Depends. It's needed for non-local returns (returning from within blocks), and
it's also useful for early returns within methods.

It's not needed for the final return of a method, or a normal exit from a
block (not a bad thing in my opinion, and Python's lambda do the same)

------
jph
Yes, pick up Ruby on Rails.

The RoR community is surely more vocal. Rails has been described as "an
opinionated framework" and this ripples through many of the Ruby communities
and projects.

Community thought leaders include people like Yehuda Katz, Jose Valim, Giles
Bowkett, Ryan Bates, Ryan Davis, Loren Segal, and Charles Nutter, and
companies like PeepCode, ThoughtBot, Intridea, EngineYard, and Pragmatic
Programmer. There are many more of course.

In the Ruby ecosystem you'll often find these opinions lead to "more than one
way to do it". Some examples that we're discussing at my company relate to
comparisons of RubyGems/SlimGems, MRI/JRuby, Rails/Sinatra, RSpec/minitest,
HTML/HAML, CSS/SASS, Capistrano/Chef, and many more choices.

I suggest you try RoR version 3.1 and you'll find many built-in pieces that
can help you, including jQuery, HAML, SASS, the new asset pipeline, and more.
You can use these or swap these out as you like. Heads up that some people
think these provide too much "magic" and are hard to learn all at once,
whereas other people think these are solid choices based on experience. Be
sure whatever books you read are for Rails 3, not Rails 2.

Feel free to message me if you'd like more info.

And a plug: I'm hiring Rails developers.

------
devonrt
I think one of the reasons that RoR might seem bigger is because RoR is a much
bigger part of the "Ruby experience" than Django is for Python. Rails had a
huge hand in making Ruby what it is today and I think you'd have a hard time
finding a Ruby dev that wasn't introduced through Rails.
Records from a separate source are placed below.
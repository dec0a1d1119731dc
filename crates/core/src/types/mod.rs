//! Core types for Tilestore.
//!
//! This module provides type-safe wrappers and models for the store's
//! domain concepts.

pub mod cart;
pub mod category;
pub mod coupon;
pub mod id;
pub mod order;
pub mod price;
pub mod product;
pub mod status;

pub use cart::{Cart, CartError, CartLine, SessionKey, Wishlist};
pub use category::{Category, slugify};
pub use coupon::{Coupon, CouponError, DiscountKind};
pub use id::*;
pub use order::{NewOrder, Order, OrderLine, OrderTotals, ShippingInfo, ShippingInfoError};
pub use price::{Price, PriceError};
pub use product::{Product, Variant};
pub use status::*;
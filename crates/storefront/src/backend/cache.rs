//! Cache types for backend API responses.

use std::sync::Arc;

use tilestore_core::{Category, Product};

/// Cache key for cached collections.
#[derive(Debug, Clone, Hash, PartialEq, Eq)]
pub enum CacheKey {
    Products,
    Categories,
}

/// Cached value types. Collections are shared, never cloned per request.
#[derive(Debug, Clone)]
pub enum CacheValue {
    Products(Arc<Vec<Product>>),
    Categories(Arc<Vec<Category>>),
}
//! Session-scoped cart and wishlist state.
//!
//! Both are ephemeral: they associate an anonymous session with product ids
//! and carry no durability guarantee.

use serde::{Deserialize, Serialize};
use uuid::Uuid;

use super::id::{ProductId, VariantId};

/// Maximum quantity of a single cart line.
pub const MAX_LINE_QUANTITY: u32 = 999;

/// Anonymous session identifier carried in the session cookie.
#[derive(Debug, Clone, Copy, PartialEq, Eq, Hash, Serialize, Deserialize)]
#[serde(transparent)]
pub struct SessionKey(Uuid);

impl SessionKey {
    /// Generate a fresh random session key.
    #[must_use]
    pub fn generate() -> Self {
        Self(Uuid::new_v4())
    }
}

impl From<Uuid> for SessionKey {
    fn from(id: Uuid) -> Self {
        Self(id)
    }
}

impl std::fmt::Display for SessionKey {
    fn fmt(&self, f: &mut std::fmt::Formatter<'_>) -> std::fmt::Result {
        self.0.fmt(f)
    }
}

/// Errors from cart mutations.
#[derive(thiserror::Error, Debug, Clone, PartialEq, Eq)]
pub enum CartError {
    #[error("quantity must be at least 1")]
    ZeroQuantity,
    #[error("quantity cannot exceed {MAX_LINE_QUANTITY}")]
    TooMany,
}

/// One product (and optional variant) in the cart.
#[derive(Debug, Clone, PartialEq, Eq, Serialize, Deserialize)]
#[serde(rename_all = "camelCase")]
pub struct CartLine {
    pub product_id: ProductId,
    #[serde(default)]
    pub variant_id: Option<VariantId>,
    pub quantity: u32,
}

impl CartLine {
    fn is(&self, product_id: &ProductId, variant_id: Option<&VariantId>) -> bool {
        &self.product_id == product_id && self.variant_id.as_ref() == variant_id
    }
}

/// A session's cart. Lines keep insertion order.
#[derive(Debug, Clone, Default, PartialEq, Eq, Serialize, Deserialize)]
pub struct Cart {
    pub lines: Vec<CartLine>,
}

impl Cart {
    /// Add `quantity` of a product. An existing line for the same
    /// product/variant pair has its quantity increased instead.
    ///
    /// # Errors
    ///
    /// Returns [`CartError::ZeroQuantity`] for a zero quantity and
    /// [`CartError::TooMany`] if the line would exceed [`MAX_LINE_QUANTITY`].
    pub fn add(
        &mut self,
        product_id: ProductId,
        variant_id: Option<VariantId>,
        quantity: u32,
    ) -> Result<(), CartError> {
        if quantity == 0 {
            return Err(CartError::ZeroQuantity);
        }

        if let Some(line) = self
            .lines
            .iter_mut()
            .find(|l| l.is(&product_id, variant_id.as_ref()))
        {
            let total = line.quantity.saturating_add(quantity);
            if total > MAX_LINE_QUANTITY {
                return Err(CartError::TooMany);
            }
            line.quantity = total;
            return Ok(());
        }

        if quantity > MAX_LINE_QUANTITY {
            return Err(CartError::TooMany);
        }
        self.lines.push(CartLine {
            product_id,
            variant_id,
            quantity,
        });
        Ok(())
    }

    /// Set a line's quantity. Zero removes the line. Returns whether a line
    /// was found.
    ///
    /// # Errors
    ///
    /// Returns [`CartError::TooMany`] above [`MAX_LINE_QUANTITY`].
    pub fn set_quantity(
        &mut self,
        product_id: &ProductId,
        variant_id: Option<&VariantId>,
        quantity: u32,
    ) -> Result<bool, CartError> {
        if quantity == 0 {
            return Ok(self.remove(product_id, variant_id));
        }
        if quantity > MAX_LINE_QUANTITY {
            return Err(CartError::TooMany);
        }
        match self.lines.iter_mut().find(|l| l.is(product_id, variant_id)) {
            Some(line) => {
                line.quantity = quantity;
                Ok(true)
            }
            None => Ok(false),
        }
    }

    /// Remove a line. Returns whether it existed.
    pub fn remove(&mut self, product_id: &ProductId, variant_id: Option<&VariantId>) -> bool {
        let before = self.lines.len();
        self.lines.retain(|l| !l.is(product_id, variant_id));
        self.lines.len() != before
    }

    /// Total number of items.
    #[must_use]
    pub fn item_count(&self) -> u32 {
        self.lines.iter().map(|l| l.quantity).sum()
    }

    #[must_use]
    pub fn is_empty(&self) -> bool {
        self.lines.is_empty()
    }
}

/// A session's wishlist: a set of product ids in insertion order.
#[derive(Debug, Clone, Default, PartialEq, Eq, Serialize, Deserialize)]
#[serde(transparent)]
pub struct Wishlist(Vec<ProductId>);

impl Wishlist {
    /// Add a product. Returns `false` if it was already present.
    pub fn add(&mut self, product_id: ProductId) -> bool {
        if self.contains(&product_id) {
            return false;
        }
        self.0.push(product_id);
        true
    }

    /// Remove a product. Returns whether it was present.
    pub fn remove(&mut self, product_id: &ProductId) -> bool {
        let before = self.0.len();
        self.0.retain(|id| id != product_id);
        self.0.len() != before
    }

    #[must_use]
    pub fn contains(&self, product_id: &ProductId) -> bool {
        self.0.contains(product_id)
    }

    #[must_use]
    pub fn product_ids(&self) -> &[ProductId] {
        &self.0
    }

    #[must_use]
    pub fn len(&self) -> usize {
        self.0.len()
    }

    #[must_use]
    pub fn is_empty(&self) -> bool {
        self.0.is_empty()
    }
}

#[cfg(test)]
#[allow(clippy::unwrap_used)]
mod tests {
    use super::*;

    fn pid(id: &str) -> ProductId {
        ProductId::new(id)
    }

    #[test]
    fn test_add_same_product_sums_quantities() {
        let mut cart = Cart::default();
        cart.add(pid("p1"), None, 2).unwrap();
        cart.add(pid("p1"), None, 3).unwrap();
        assert_eq!(cart.lines.len(), 1);
        assert_eq!(cart.item_count(), 5);
    }

    #[test]
    fn test_variants_are_separate_lines() {
        let mut cart = Cart::default();
        cart.add(pid("p1"), Some(VariantId::new("ivory")), 1).unwrap();
        cart.add(pid("p1"), Some(VariantId::new("grey")), 1).unwrap();
        assert_eq!(cart.lines.len(), 2);
    }

    #[test]
    fn test_set_quantity_zero_removes() {
        let mut cart = Cart::default();
        cart.add(pid("p1"), None, 2).unwrap();
        assert!(cart.set_quantity(&pid("p1"), None, 0).unwrap());
        assert!(cart.is_empty());
        assert!(!cart.set_quantity(&pid("p1"), None, 4).unwrap());
    }

    #[test]
    fn test_quantity_limits() {
        let mut cart = Cart::default();
        assert_eq!(cart.add(pid("p1"), None, 0), Err(CartError::ZeroQuantity));
        cart.add(pid("p1"), None, MAX_LINE_QUANTITY).unwrap();
        assert_eq!(cart.add(pid("p1"), None, 1), Err(CartError::TooMany));
        assert_eq!(cart.item_count(), MAX_LINE_QUANTITY);
    }

    #[test]
    fn test_wishlist_set_semantics() {
        let mut wishlist = Wishlist::default();
        assert!(wishlist.add(pid("p1")));
        assert!(!wishlist.add(pid("p1")));
        assert!(wishlist.add(pid("p2")));
        assert_eq!(wishlist.product_ids(), &[pid("p1"), pid("p2")]);
        assert!(wishlist.remove(&pid("p1")));
        assert!(!wishlist.remove(&pid("p1")));
        assert_eq!(wishlist.len(), 1);
    }
}
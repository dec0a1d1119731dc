//! Health check handlers.

use axum::{extract::State, http::StatusCode};

use crate::state::AppState;

/// Liveness: the process is serving requests.
pub async fn health() -> &'static str {
    "ok"
}

/// Readiness: the backend API answers; 503 otherwise.
pub async fn readiness(State(state): State<AppState>) -> StatusCode {
    match state.backend().ping().await {
        Ok(()) => StatusCode::OK,
        Err(_) => StatusCode::SERVICE_UNAVAILABLE,
    }
}
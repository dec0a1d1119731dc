//! Request ID middleware.
//!
//! Admin sits behind no CDN, so every request gets a fresh UUID v4; any
//! incoming `x-request-id` is ignored.

use axum::{extract::Request, http::HeaderValue, middleware::Next, response::Response};
use tracing::Span;
use uuid::Uuid;

/// The HTTP header name for request IDs.
pub const REQUEST_ID_HEADER: &str = "x-request-id";

/// Assign a request ID, record it on the span and Sentry scope, and echo it.
pub async fn request_id_middleware(request: Request, next: Next) -> Response {
    let request_id = Uuid::new_v4().to_string();

    Span::current().record("request_id", &request_id);
    sentry::configure_scope(|scope| {
        scope.set_tag("request_id", &request_id);
    });

    let mut response = next.run(request).await;
    if let Ok(value) = HeaderValue::from_str(&request_id) {
        response.headers_mut().insert(REQUEST_ID_HEADER, value);
    }
    response
}

#[cfg(test)]
#[allow(clippy::unwrap_used)]
mod tests {
    use axum::{Router, body::Body, http::Request as HttpRequest, routing::get};
    use tower::ServiceExt;

    use super::*;

    #[tokio::test]
    async fn test_upstream_id_is_replaced() {
        let app = Router::new()
            .route("/", get(|| async { "ok" }))
            .layer(axum::middleware::from_fn(request_id_middleware));

        let response = app
            .oneshot(
                HttpRequest::builder()
                    .uri("/")
                    .header(REQUEST_ID_HEADER, "spoofed")
                    .body(Body::empty())
                    .unwrap(),
            )
            .await
            .unwrap();

        let id = response.headers()[REQUEST_ID_HEADER].to_str().unwrap();
        assert_ne!(id, "spoofed");
        assert!(Uuid::parse_str(id).is_ok());
    }
}
//! Product categories.
//!
//! Categories nest (e.g. "Wall Tiles" → "Bathroom"). The pair `(slug, parent)`
//! is unique, so the same subcategory name can appear under different
//! parents; `slug` alone is not globally unique.

use std::cmp::Ordering;

use serde::{Deserialize, Serialize};

use super::id::CategoryId;

/// A catalog category.
#[derive(Debug, Clone, PartialEq, Eq, Serialize, Deserialize)]
#[serde(rename_all = "camelCase")]
pub struct Category {
    #[serde(alias = "_id")]
    pub id: CategoryId,
    pub name: String,
    pub slug: String,
    #[serde(default)]
    pub parent: Option<CategoryId>,
    /// Nesting depth, 0 for top-level categories.
    #[serde(default)]
    pub level: u8,
    /// Ordering weight within a level; lower sorts first.
    #[serde(default)]
    pub weight: i32,
    #[serde(default = "default_active")]
    pub is_active: bool,
}

const fn default_active() -> bool {
    true
}

impl Category {
    /// Display ordering: level, then weight, then name.
    #[must_use]
    pub fn display_order(&self, other: &Self) -> Ordering {
        self.level
            .cmp(&other.level)
            .then(self.weight.cmp(&other.weight))
            .then_with(|| self.name.cmp(&other.name))
    }

    /// Whether two categories would collide on the `(slug, parent)` unique index.
    #[must_use]
    pub fn conflicts_with(&self, other: &Self) -> bool {
        self.slug == other.slug && self.parent == other.parent
    }
}

/// Derive a URL slug from a display name.
///
/// Lowercases ASCII alphanumerics and collapses every other run of characters
/// into a single `-`, with no leading or trailing dash.
///
/// ```
/// use tilestore_core::slugify;
///
/// assert_eq!(slugify("Wall Tiles & Décor"), "wall-tiles-d-cor");
/// assert_eq!(slugify("  600 x 600  "), "600-x-600");
/// ```
#[must_use]
pub fn slugify(name: &str) -> String {
    let mut slug = String::with_capacity(name.len());
    let mut pending_dash = false;

    for c in name.chars() {
        if c.is_ascii_alphanumeric() {
            if pending_dash && !slug.is_empty() {
                slug.push('-');
            }
            pending_dash = false;
            slug.push(c.to_ascii_lowercase());
        } else {
            pending_dash = true;
        }
    }

    slug
}

#[cfg(test)]
#[allow(clippy::unwrap_used)]
mod tests {
    use super::*;

    fn category(name: &str, parent: Option<&str>, level: u8, weight: i32) -> Category {
        Category {
            id: CategoryId::new(name),
            name: name.to_string(),
            slug: slugify(name),
            parent: parent.map(CategoryId::new),
            level,
            weight,
            is_active: true,
        }
    }

    #[test]
    fn test_slugify() {
        assert_eq!(slugify("Floor Tiles"), "floor-tiles");
        assert_eq!(slugify("--Bath//Ware--"), "bath-ware");
        assert_eq!(slugify("!!!"), "");
    }

    #[test]
    fn test_same_slug_under_different_parents_does_not_conflict() {
        let wall = category("Bathroom", Some("wall"), 1, 0);
        let floor = category("Bathroom", Some("floor"), 1, 0);
        let wall_again = category("Bathroom", Some("wall"), 1, 5);

        assert!(!wall.conflicts_with(&floor));
        assert!(wall.conflicts_with(&wall_again));
    }

    #[test]
    fn test_display_order() {
        let mut categories = vec![
            category("Kitchen", Some("wall"), 1, 2),
            category("Wall", None, 0, 1),
            category("Bathroom", Some("wall"), 1, 2),
            category("Floor", None, 0, 0),
        ];
        categories.sort_by(Category::display_order);

        let names: Vec<_> = categories.iter().map(|c| c.name.as_str()).collect();
        assert_eq!(names, vec!["Floor", "Wall", "Bathroom", "Kitchen"]);
    }

    #[test]
    fn test_is_active_defaults_to_true() {
        let json = r#"{"_id": "c1", "name": "Floor", "slug": "floor"}"#;
        let category: Category = serde_json::from_str(json).unwrap();
        assert!(category.is_active);
        assert!(category.parent.is_none());
    }
}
This isn't true of Python, though. Most people are Python coders first, web
framework users second. Their level of experience with Python has a part in
dictating what they're looking for in a web framework and many experienced
Python devs are more attracted to small or micro-frameworks like Bottle,
Flask, web.py, etc. Django has never been the "one true web framework" for
Python the way Rails is for Ruby. Personally I have never touched Django, just
Flask and web.py.

Also, if you are going to base your framework usage on its popularity in
comparison to Rails you're going to have a tough time ever being satisfied.
When has _any_ framework (web or otherwise) generated the same level of cult
following as Rails? The Rails community is an absolute outlier in the open
source software world (and I mean that in a positive way).

------
araneae
I went through this "ror vs. django" thing a few months ago, and ended up
picking up Django.

I got the Django book and liked it and I had no problems with my actual
project itself in terms of having enough "community."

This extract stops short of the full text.